Ancak bu sektörle ilgili bazı noktalar üzerinde durmak gerekir kanısındayım.
Kıbrıs sorununun çözüm süreci ve dinamiği, bu sektörün üzerinde çok etkilidir. Emlak fiyatlarının belirlenmesinden tutun, sektörün üretken dinamiğine kadar, her alanda diğer ekonomik unsurlardan daha fazla olarak, Kıbrıs sorununun çözüm süreci çok etkilidir.
Ancak bu tek başına bir olgu olamaz.
Bu konuda öncelikle kendi yapımızı evrensel hukuk temelinde geliştirmek ve hukuksallığı ve kurumsallaşmayı şimdiden yerleştirmek ve çözüm içinde çabalamak gerekir. Bu alanda büyük bir adım Taşınmaz Komisyonudur.
Bu Komisyon 2010 AHİM kararından sonra daha da önemli olmuştur. Ama ne acıdır ki bu konu, ne sektörün temsilcilerinin, ne Baroların, ne de siyasetin gündeminin içinde hakkı ile yer almadı.
Sanki bu sorun bizim değilmiş ve çözümü için bizim düşünce üretimine ihtiyacımız yokmuş gibi bir hal içindeyiz...
Her şeyi çözüm sonrasına ve birilerinin dıştan kaynak aktarmasına bağladık.
Bu mantık, sektörün diğer dinamiklerini de köreltiyor. Özellikle bu sektörün hukuksallık, kalite ve verimlilik bakımından ciddi bir zemine sahip olmasını da engelliyor.
Bunun için çözüm öncesi hukuksallık ve kalite ile verimlilik için uğraşmak, hem çözüm sürecini hızlandıracak, hem de çözüm sonrası güçlü yapı oluşmasını sağlayacak unsurdur.
DÜN VE BUGÜN
Bakın Annan Planı öncesini bir hatırlayın. Emlak fiyatlarının ve İnşaat sektörünün konumunu bir düşünün. O günlerde toplum yaşamını etkileyen önemli bir sorun ne idi?
Dövizle Konut alan ve dövizin fırlaması ile ödeme zorluğu içine düşen insanlarımızın sıkıntısı.
Bu insanlar tamamen KKTC vatandaşlarından oluşuyordu. Bu işin muhatabı olan Müteahhit sayısı da iki elin parmakları kadardı. Günümüzde hem inşaat, hem emlak alanında var olan firma sayısı ise artık yüzlercedir E, ne oldu?

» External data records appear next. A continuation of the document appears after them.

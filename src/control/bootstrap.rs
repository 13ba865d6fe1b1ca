//! Tunnel bootstrap: turn a new-tunnel request into a registered tenant.
//!
//! ```text
//! candidate? ──none──▶ IdGenerator::generate()
//!     │                        │
//!     └──some──▶ validate ─────┴──▶ TunnelRegistry::register ──▶ descriptor
//! ```

use axum::http::{HeaderName, HeaderValue};
use axum::response::{IntoResponse, Response};
use axum::Json;
use serde::{Deserialize, Serialize};

use crate::identity::{is_valid_identity, IdGenerator};
use crate::observability::metrics;
use crate::registry::TunnelRegistry;
use crate::routing::RouteError;

pub const SUBDOMAIN_HEADER: HeaderName = HeaderName::from_static("x-localtunnel-subdomain");
pub const ENDPOINT_HEADER: HeaderName = HeaderName::from_static("x-localtunnel-endpoint");

/// Inputs for one bootstrap.
#[derive(Debug, Clone)]
pub struct BootstrapRequest {
    /// Requested id; `None` asks for a generated one.
    pub candidate: Option<String>,
    /// Address the request came from, echoed back to the client.
    pub endpoint: String,
    /// Public host of the tunnel URLs: the base domain or the request Host.
    pub public_host: String,
    pub scheme: &'static str,
}

/// What a tunnel client needs to start serving.
#[derive(Debug, Clone, PartialEq, Eq, Serialize, Deserialize)]
pub struct TunnelDescriptor {
    pub id: String,
    pub url: String,
    #[serde(default, skip_serializing_if = "Option::is_none")]
    pub port: Option<u16>,
    #[serde(default, skip_serializing_if = "Option::is_none")]
    pub max_conn_count: Option<usize>,
}

/// A successful bootstrap, rendered with the `x-localtunnel-*` headers.
#[derive(Debug)]
pub struct Bootstrapped {
    pub descriptor: TunnelDescriptor,
    pub endpoint: String,
}

impl IntoResponse for Bootstrapped {
    fn into_response(self) -> Response {
        let mut response = Json(&self.descriptor).into_response();
        let headers = response.headers_mut();
        if let Ok(id) = HeaderValue::from_str(&self.descriptor.id) {
            headers.insert(SUBDOMAIN_HEADER, id);
        }
        if let Ok(endpoint) = HeaderValue::from_str(&self.endpoint) {
            headers.insert(ENDPOINT_HEADER, endpoint);
        }
        response
    }
}

/// Validate or generate an id, register it, and describe the new tunnel.
///
/// An invalid candidate fails before the registry is consulted.
pub async fn bootstrap(
    registry: &dyn TunnelRegistry,
    generator: &dyn IdGenerator,
    request: BootstrapRequest,
) -> Result<Bootstrapped, RouteError> {
    let candidate = match request.candidate {
        Some(name) => name,
        None => generator.generate(),
    };

    if !is_valid_identity(&candidate) {
        metrics::record_bootstrap("invalid");
        tracing::debug!(candidate = %candidate, "Rejected invalid tunnel id");
        return Err(RouteError::InvalidIdentitySyntax(candidate));
    }

    let info = registry.register(&candidate).await.map_err(|e| {
        metrics::record_bootstrap("failed");
        tracing::warn!(candidate = %candidate, error = %e, "Tunnel registration failed");
        e
    })?;

    metrics::record_bootstrap("ok");
    tracing::info!(
        tunnel_id = %info.id,
        endpoint = %request.endpoint,
        "Tunnel bootstrapped"
    );

    let url = format!("{}://{}.{}", request.scheme, info.id, request.public_host);
    Ok(Bootstrapped {
        descriptor: TunnelDescriptor {
            id: info.id,
            url,
            port: info.port,
            max_conn_count: info.max_conn_count,
        },
        endpoint: request.endpoint,
    })
}
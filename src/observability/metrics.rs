//! Metrics collection and exposition.
//!
//! # Metrics
//! - `broker_requests_total` (counter): routed requests by outcome
//! - `broker_bootstraps_total` (counter): bootstrap attempts by result
//! - `broker_tunnels_registered` (gauge): registered tenants
//! - `broker_active_connections` (gauge): open client connections

use std::net::SocketAddr;

use metrics::{counter, gauge};
use metrics_exporter_prometheus::PrometheusBuilder;

/// Install the Prometheus exporter and its scrape listener.
///
/// Must be called from within a Tokio runtime.
pub fn init_metrics(addr: SocketAddr) {
    match PrometheusBuilder::new().with_http_listener(addr).install() {
        Ok(()) => tracing::info!(address = %addr, "Metrics endpoint listening"),
        Err(e) => tracing::error!(address = %addr, error = %e, "Failed to install metrics exporter"),
    }
}

/// Count one routing decision (`tenant`, `control`, `no_host`, `unknown_tenant`, ...).
pub fn record_request(outcome: &'static str) {
    counter!("broker_requests_total", "outcome" => outcome).increment(1);
}

/// Count one bootstrap attempt (`ok`, `invalid`, `unauthorized`, `failed`).
pub fn record_bootstrap(result: &'static str) {
    counter!("broker_bootstraps_total", "result" => result).increment(1);
}

pub fn set_tunnel_count(count: usize) {
    gauge!("broker_tunnels_registered").set(count as f64);
}

pub fn set_active_connections(count: u64) {
    gauge!("broker_active_connections").set(count as f64);
}
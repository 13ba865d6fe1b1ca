//! Candidate identity syntax.
//!
//! An identity is the leftmost label of a tunnel hostname, so it follows DNS
//! label rules with a stricter alphabet: lower-case ASCII letters, digits and
//! internal hyphens, 4 to 63 characters.

/// Shortest accepted identity.
pub const MIN_IDENTITY_LEN: usize = 4;

/// Longest accepted identity (one DNS label).
pub const MAX_IDENTITY_LEN: usize = 63;

/// Message returned to clients that request an invalid name.
pub const INVALID_IDENTITY_MESSAGE: &str = "Invalid subdomain. Subdomains must be lowercase and between 4 and 63 alphanumeric characters.";

/// Returns true if `candidate` may be registered as a tenant identity.
pub fn is_valid_identity(candidate: &str) -> bool {
    let bytes = candidate.as_bytes();
    if !(MIN_IDENTITY_LEN..=MAX_IDENTITY_LEN).contains(&bytes.len()) {
        return false;
    }

    let alnum = |b: &u8| b.is_ascii_lowercase() || b.is_ascii_digit();
    let first_last_ok = bytes.first().is_some_and(alnum) && bytes.last().is_some_and(alnum);

    first_last_ok && bytes.iter().all(|b| alnum(b) || *b == b'-')
}
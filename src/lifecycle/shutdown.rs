//! Shutdown coordination.

use tokio::sync::broadcast;

/// Coordinator for graceful shutdown.
///
/// Every long-running task subscribes; one `trigger` stops them all.
#[derive(Debug, Clone)]
pub struct Shutdown {
    tx: broadcast::Sender<()>,
}

impl Shutdown {
    pub fn new() -> Self {
        let (tx, _) = broadcast::channel(1);
        Self { tx }
    }

    pub fn subscribe(&self) -> broadcast::Receiver<()> {
        self.tx.subscribe()
    }

    pub fn trigger(&self) {
        let _ = self.tx.send(());
    }

    /// Number of tasks still listening.
    pub fn receiver_count(&self) -> usize {
        self.tx.receiver_count()
    }
}

impl Default for Shutdown {
    fn default() -> Self {
        Self::new()
    }
}

#[cfg(test)]
mod tests {
    use super::*;

    #[tokio::test]
    async fn trigger_reaches_every_subscriber() {
        let shutdown = Shutdown::new();
        let mut a = shutdown.subscribe();
        let mut b = shutdown.subscribe();
        assert_eq!(shutdown.receiver_count(), 2);

        shutdown.trigger();
        assert!(a.recv().await.is_ok());
        assert!(b.recv().await.is_ok());
    }
}
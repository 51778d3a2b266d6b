use std::fmt;

/// Credential sent with every page request
#[derive(Clone)]
pub enum Auth {
    /// Pass an API key as the `apiKey` query parameter
    Apikey(String),
    /// Don't send any credential
    None,
}

impl Auth {
    pub fn new(apikey: Option<String>) -> Self {
        match apikey {
            Some(apikey) if !apikey.is_empty() => Self::Apikey(apikey),
            _ => Self::None,
        }
    }

    /// Query parameter carrying the credential, if any
    pub fn query_pair(&self) -> Option<(&'static str, &str)> {
        match self {
            Self::Apikey(apikey) => Some(("apiKey", apikey.as_str())),
            Self::None => None,
        }
    }
}

impl fmt::Display for Auth {
    fn fmt(&self, f: &mut fmt::Formatter<'_>) -> fmt::Result {
        match self {
            Self::Apikey(_) => write!(f, "Apikey"),
            Self::None => write!(f, "None"),
        }
    }
}

impl fmt::Debug for Auth {
    fn fmt(&self, f: &mut fmt::Formatter<'_>) -> fmt::Result {
        fmt::Display::fmt(self, f)
    }
}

Hukukçu sayımız, mühendis sayımız, bilmem ne alanındaki "uzman " sayısının artması gibi bu alanda da "enflasyonun değer düşüşünü" yaşamaya başladık.
Hatırlarsanız daha sonra CTP - DP koalisyonu döneminde üretilen çözüm modelleri ile bu dövizle konut alan mağdurların sorunu aşılmıştı. Hem yurttaş, hem firmalar sıkıntıdan kurtuldu... Peki, ne oldu? Kurtulunca unutuldu!
Bu yüzden bu gün aynı özde, ama farklı biçimlerde sıkıntı yaşamaya devam ediyoruz.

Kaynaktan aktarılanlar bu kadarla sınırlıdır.